─── ENTRIES PROVIDED ───

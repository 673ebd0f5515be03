//! Domain records and operator forms of the alumni network.
//!
//! # Responsibility
//! - Define the typed records written to the store.
//! - Define the raw-string forms operators submit, and parse them.
//!
//! # Invariants
//! - A form only becomes a record through its `parse` method.
//! - Parsing validates required fields before types, and never touches the store.

pub mod alumni;
pub mod committee;
pub mod department;
pub mod education;
pub mod event;
pub mod form;
pub mod mentorship;
pub mod participation;
pub mod student;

───

* _REQUIRED ACTION_:
Retype the data precisely.

* _ANSWER AREA_:
repository 673ebd0f5515be03
//! Domain records and operator forms of the alumni network.
//!
//! # Responsibility
//! - Define the typed records written to the store.
//! - Define the raw-string forms operators submit, and parse them.
//!
//! # Invariants
//! - A form only becomes a record through its `parse` method.
//! - Parsing validates required fields before types, and never touches the store.

pub mod alumni;
pub mod committee;
pub mod department;
pub mod education;
pub mod event;
pub mod form;
pub mod mentorship;
pub mod participation;
pub mod student;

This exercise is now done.